From: Vincent Campbell (VCampbell@dmu.ac.uk)
Date: Thu 24 Oct 2002 - 11:24:57 GMT
<Despite this lack of consensus, I think that many memes pass the
Stewart
> test. U. S. Supreme Court Justice Potter Stewart said, "I shall not
> today attempt further to define [pornographic] material … but I know it
> when I see it." (http://www.bartleby.com/63/93/1793.html).>
>
This an insufficiently rigourous test for pornography let alone
anything else. There are two problems with this, that apply equally to
memes.
First, comes the problem of differential definition. In the case of
pornography how can one legally regulate/censor it when people disagree as
to what it means (just as British Customs and the British Board of Film
Classification have done in the past, porn films passed by the BBFC for sale
have been seized by customs on arrival in the country for breaching the
Obsence Publications Act).
Second, and possibly more important, definitions are directly
related to normative judgements and explanatory interpretations. This is
certainly true in pornography (e.g. some liberal feminists accept what they
call erotica but not what they regard as porn- which debases or abuses
women; radical feminists see no such distinction). What did this judge want
to do with what he interpreted as pornography- ban it, legalise it?
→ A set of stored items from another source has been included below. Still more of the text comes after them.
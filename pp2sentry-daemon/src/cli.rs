//! CLI argument definitions for pp2sentry-daemon.
//!
//! Uses `clap` v4 derive macros to parse command-line arguments.

use std::path::PathBuf;

use clap::Parser;
use pp2sentry_core::config::Pp2SentryConfig;

/// PP2 game server log monitor.
///
/// Tails the chat and join logs of every configured server, correlates
/// players with their connection data and hands violations to moderation.
#[derive(Parser, Debug)]
#[command(name = "pp2sentry-daemon")]
#[command(version, about, long_about = None)]
pub struct DaemonCli {
    /// Path to pp2sentry.toml configuration file.
    #[arg(short, long, default_value = "pp2sentry.toml")]
    pub config: PathBuf,

    /// Override log level (trace, debug, info, warn, error).
    ///
    /// Takes precedence over the config file and environment variables.
    #[arg(long)]
    pub log_level: Option<String>,

    /// Override log format (json, pretty).
    ///
    /// Takes precedence over the config file and environment variables.
    #[arg(long)]
    pub log_format: Option<String>,

    /// Validate configuration file and exit without starting the daemon.
    #[arg(long)]
    pub validate: bool,

    /// Override PID file path (takes precedence over config file).
    #[arg(long)]
    pub pid_file: Option<String>,
}

impl DaemonCli {
    /// Apply CLI overrides on top of file and environment configuration.
    pub fn apply_overrides(&self, config: &mut Pp2SentryConfig) {
        if let Some(level) = &self.log_level {
            config.general.log_level = level.clone();
        }
        if let Some(format) = &self.log_format {
            config.general.log_format = format.clone();
        }
        if let Some(pid_file) = &self.pid_file {
            config.general.pid_file = pid_file.clone();
        }
    }
}
//! Prometheus metrics HTTP server.
//!
//! Uses the built-in HTTP listener from `metrics-exporter-prometheus`
//! to expose the scrape endpoint configured in `[metrics]`.

use std::net::SocketAddr;

use anyhow::Result;
use metrics_exporter_prometheus::PrometheusBuilder;
use pp2sentry_core::config::MetricsConfig;

/// Install the global metrics recorder and start the HTTP listener.
///
/// Call once per process. Afterwards every `metrics::counter!()` and
/// `metrics::gauge!()` call in the workspace is exported.
///
/// # Errors
///
/// - Unsupported endpoint path or invalid listen address
/// - Socket binding fails
/// - Global recorder is already installed
pub fn install_metrics_recorder(config: &MetricsConfig) -> Result<()> {
    if config.endpoint != "/metrics" {
        return Err(anyhow::anyhow!(
            "unsupported metrics endpoint '{}': only '/metrics' is currently supported",
            config.endpoint
        ));
    }

    let addr: SocketAddr = format!("{}:{}", config.listen_addr, config.port)
        .parse()
        .map_err(|e| anyhow::anyhow!("invalid metrics listen address: {}", e))?;

    if addr.ip().is_unspecified() {
        tracing::warn!(
            listen_addr = %addr,
            "metrics endpoint is exposed on all interfaces; restrict listen_addr in untrusted networks"
        );
    }

    PrometheusBuilder::new()
        .with_http_listener(addr)
        .install()
        .map_err(|e| anyhow::anyhow!("failed to install metrics recorder: {}", e))?;

    pp2sentry_core::metrics::describe_all();

    tracing::info!(listen_addr = %addr, "Prometheus metrics endpoint active");
    Ok(())
}
//! 규칙 기반 분류기 -- YAML 규칙으로 채팅 메시지와 닉네임을 판정합니다.
//!
//! 규칙 디렉토리 내의 `.yml`/`.yaml` 파일을 로드합니다.
//! 여러 규칙이 일치하면 가장 심각한 규칙이 이깁니다. 일치하는 규칙이 없으면 `OK`입니다.
//!
//! # YAML 스키마
//! ```yaml
//! rules:
//!   - id: profanity
//!     title: Kiroilu
//!     level: MODERATE
//!     scope: both        # message | nickname | both
//!     patterns:
//!       - '\bperkele\b'
//!       - 'vittu'
//! ```
//!
//! 패턴은 대소문자를 구분하지 않는 정규식입니다.

use std::collections::HashSet;
use std::path::{Path, PathBuf};

use pp2sentry_core::pipeline::Classifier;
use pp2sentry_core::types::{Analysis, ViolationLevel};
use regex::{Regex, RegexBuilder};
use serde::{Deserialize, Serialize};
use tracing::{debug, info, warn};

use crate::error::ModerationError;

const MAX_RULE_FILE_SIZE: u64 = 10 * 1024 * 1024; // 10MB
const MAX_RULES_COUNT: usize = 10_000;
const MAX_PATTERN_LEN: usize = 1024;
const REGEX_SIZE_LIMIT: usize = 1 << 20;

/// 규칙 적용 대상
#[derive(Debug, Clone, Copy, PartialEq, Eq, Default, Serialize, Deserialize)]
#[serde(rename_all = "lowercase")]
pub enum RuleScope {
    /// 채팅 메시지에만 적용
    Message,
    /// 닉네임에만 적용
    Nickname,
    /// 둘 다
    #[default]
    Both,
}

impl RuleScope {
    fn covers(self, target: RuleScope) -> bool {
        self == RuleScope::Both || self == target
    }
}

/// 모더레이션 규칙
#[derive(Debug, Clone, Serialize, Deserialize)]
pub struct ModerationRule {
    /// 규칙 고유 ID
    pub id: String,
    /// 규칙 제목 (판단 사유에 표시)
    pub title: String,
    /// 규칙 설명
    #[serde(default)]
    pub description: String,
    /// 일치 시 심각도
    pub level: ViolationLevel,
    /// 적용 대상
    #[serde(default)]
    pub scope: RuleScope,
    /// 활성화 여부
    #[serde(default = "default_enabled")]
    pub enabled: bool,
    /// 정규식 패턴 목록 (하나라도 일치하면 규칙 일치)
    pub patterns: Vec<String>,
}

fn default_enabled() -> bool {
    true
}

impl ModerationRule {
    /// 규칙의 유효성을 검증합니다.
    pub fn validate(&self) -> Result<(), ModerationError> {
        let invalid = |reason: &str| ModerationError::RuleValidation {
            rule_id: if self.id.is_empty() {
                "(empty)".to_owned()
            } else {
                self.id.clone()
            },
            reason: reason.to_owned(),
        };

        if self.id.is_empty() {
            return Err(invalid("rule id must not be empty"));
        }
        if self.id.len() > 256 {
            return Err(invalid("rule id must not exceed 256 characters"));
        }
        if self.title.is_empty() {
            return Err(invalid("rule title must not be empty"));
        }
        if self.level == ViolationLevel::Ok {
            return Err(invalid("rule level must not be OK"));
        }
        if self.patterns.is_empty() {
            return Err(invalid("rule must have at least one pattern"));
        }
        if self.patterns.iter().any(|p| p.is_empty()) {
            return Err(invalid("patterns must not be empty"));
        }
        if self.patterns.iter().any(|p| p.len() > MAX_PATTERN_LEN) {
            return Err(invalid("pattern exceeds 1024 characters"));
        }
        Ok(())
    }
}

/// 규칙 파일 최상위 구조
#[derive(Debug, Deserialize)]
struct RuleFile {
    #[serde(default)]
    rules: Vec<ModerationRule>,
}

#[derive(Debug)]
struct CompiledRule {
    id: String,
    title: String,
    level: ViolationLevel,
    scope: RuleScope,
    matcher: Regex,
}

/// 규칙 기반 분류기
#[derive(Debug, Default)]
pub struct RuleClassifier {
    rules: Vec<CompiledRule>,
}

impl RuleClassifier {
    /// 규칙 목록으로 분류기를 생성합니다. 비활성 규칙은 건너뜁니다.
    pub fn new(rules: Vec<ModerationRule>) -> Result<Self, ModerationError> {
        if rules.len() > MAX_RULES_COUNT {
            return Err(ModerationError::RuleValidation {
                rule_id: "(all)".to_owned(),
                reason: format!("too many rules: max {MAX_RULES_COUNT}"),
            });
        }

        let mut seen_ids = HashSet::new();
        let mut compiled = Vec::with_capacity(rules.len());
        for rule in rules {
            rule.validate()?;
            if !seen_ids.insert(rule.id.clone()) {
                return Err(ModerationError::RuleValidation {
                    rule_id: rule.id,
                    reason: "duplicate rule id".to_owned(),
                });
            }
            if !rule.enabled {
                debug!(rule_id = %rule.id, "rule disabled, skipping");
                continue;
            }

            let alternation = rule
                .patterns
                .iter()
                .map(|p| format!("(?:{p})"))
                .collect::<Vec<_>>()
                .join("|");
            let matcher = RegexBuilder::new(&alternation)
                .case_insensitive(true)
                .size_limit(REGEX_SIZE_LIMIT)
                .build()
                .map_err(|e| ModerationError::RuleValidation {
                    rule_id: rule.id.clone(),
                    reason: format!("invalid pattern: {e}"),
                })?;

            compiled.push(CompiledRule {
                id: rule.id,
                title: rule.title,
                level: rule.level,
                scope: rule.scope,
                matcher,
            });
        }

        Ok(Self { rules: compiled })
    }

    /// 활성 규칙 수
    pub fn rule_count(&self) -> usize {
        self.rules.len()
    }

    /// 파일 또는 디렉토리에서 규칙을 로드합니다.
    pub async fn load(path: impl AsRef<Path>) -> Result<Self, ModerationError> {
        let path = path.as_ref();
        let metadata = tokio::fs::metadata(path)
            .await
            .map_err(|e| ModerationError::RuleLoad {
                path: path.display().to_string(),
                reason: format!("failed to read metadata: {e}"),
            })?;

        let rules = if metadata.is_dir() {
            Self::load_directory(path).await?
        } else {
            Self::load_file(path).await?
        };
        let classifier = Self::new(rules)?;

        info!(
            path = %path.display(),
            count = classifier.rule_count(),
            "loaded moderation rules"
        );
        Ok(classifier)
    }

    /// 디렉토리의 모든 YAML 규칙 파일을 파일명 순서로 로드합니다.
    ///
    /// 개별 파일 로딩 실패는 경고 로그를 남기고 건너뜁니다.
    pub async fn load_directory(
        dir: impl AsRef<Path>,
    ) -> Result<Vec<ModerationRule>, ModerationError> {
        let dir = dir.as_ref();
        let dir_error = |e: std::io::Error| ModerationError::RuleLoad {
            path: dir.display().to_string(),
            reason: format!("failed to read directory: {e}"),
        };

        let mut entries = tokio::fs::read_dir(dir).await.map_err(dir_error)?;
        let mut paths: Vec<PathBuf> = Vec::new();
        while let Some(entry) = entries.next_entry().await.map_err(dir_error)? {
            let path = entry.path();
            let is_yaml = path
                .extension()
                .is_some_and(|ext| ext == "yml" || ext == "yaml");
            if is_yaml {
                paths.push(path);
            }
        }
        paths.sort();

        let mut rules = Vec::new();
        let mut seen_ids = HashSet::new();
        for path in paths {
            match Self::load_file(&path).await {
                Ok(file_rules) => {
                    for rule in file_rules {
                        if !seen_ids.insert(rule.id.clone()) {
                            warn!(
                                rule_id = %rule.id,
                                path = %path.display(),
                                "duplicate rule id, skipping"
                            );
                            continue;
                        }
                        rules.push(rule);
                    }
                }
                Err(e) => {
                    warn!(
                        path = %path.display(),
                        error = %e,
                        "failed to load rule file, skipping"
                    );
                }
            }
        }

        Ok(rules)
    }

    /// 단일 YAML 파일에서 규칙을 로드합니다.
    pub async fn load_file(path: impl AsRef<Path>) -> Result<Vec<ModerationRule>, ModerationError> {
        let path = path.as_ref();
        let load_error = |reason: String| ModerationError::RuleLoad {
            path: path.display().to_string(),
            reason,
        };

        let metadata = tokio::fs::metadata(path)
            .await
            .map_err(|e| load_error(format!("failed to read file metadata: {e}")))?;
        if metadata.len() > MAX_RULE_FILE_SIZE {
            return Err(load_error(format!(
                "file too large: {} bytes (max: {MAX_RULE_FILE_SIZE})",
                metadata.len()
            )));
        }

        let content = tokio::fs::read_to_string(path)
            .await
            .map_err(|e| load_error(format!("failed to read file: {e}")))?;

        Self::parse_yaml(&content, &path.display().to_string())
    }

    /// YAML 문자열을 파싱하고 각 규칙을 검증합니다.
    pub fn parse_yaml(yaml_str: &str, source: &str) -> Result<Vec<ModerationRule>, ModerationError> {
        let file: RuleFile =
            serde_yaml::from_str(yaml_str).map_err(|e| ModerationError::RuleLoad {
                path: source.to_owned(),
                reason: format!("invalid YAML: {e}"),
            })?;

        for rule in &file.rules {
            rule.validate()?;
        }
        Ok(file.rules)
    }

    /// 대상 텍스트에 일치하는 가장 심각한 규칙을 찾습니다.
    fn most_severe(&self, text: &str, target: RuleScope) -> Option<&CompiledRule> {
        self.rules
            .iter()
            .filter(|rule| rule.scope.covers(target) && rule.matcher.is_match(text))
            .fold(None, |best: Option<&CompiledRule>, rule| match best {
                Some(current) if current.level >= rule.level => Some(current),
                _ => Some(rule),
            })
    }

    fn analyze(&self, text: &str, target: RuleScope) -> Analysis {
        let Some(rule) = self.most_severe(text, target) else {
            return Analysis::ok(ok_reason(target));
        };

        debug!(rule_id = %rule.id, level = %rule.level, "moderation rule matched");
        Analysis {
            level: rule.level,
            reason: format!("{} (sääntö: {})", violation_reason(rule.level, target), rule.title),
            suggested_action: suggested_action(rule.level).to_owned(),
        }
    }
}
For memetics this is major stuff, as the memes in minds lobby (or
those that see memes in minds as well as behaviours and artefacts) it allows
memes to exist without transmission, it allows religious beliefs to
potentially be memes and so on. Whole areas are either opened up or closed
off by such distinctions being made.
The other problem here is one of level: are catchphrases like those
you mention memes (in any sense of the word) or must it be the whole of Star
Trek? Does memeplex suffice for 'Star Trek' or 'Catholicism'? What, if
anything, lies between meme and memeplex?
So, unfortunately, although I sympathise with the sentiment, I don't
see any easy side-stepping of the issue of what memes are.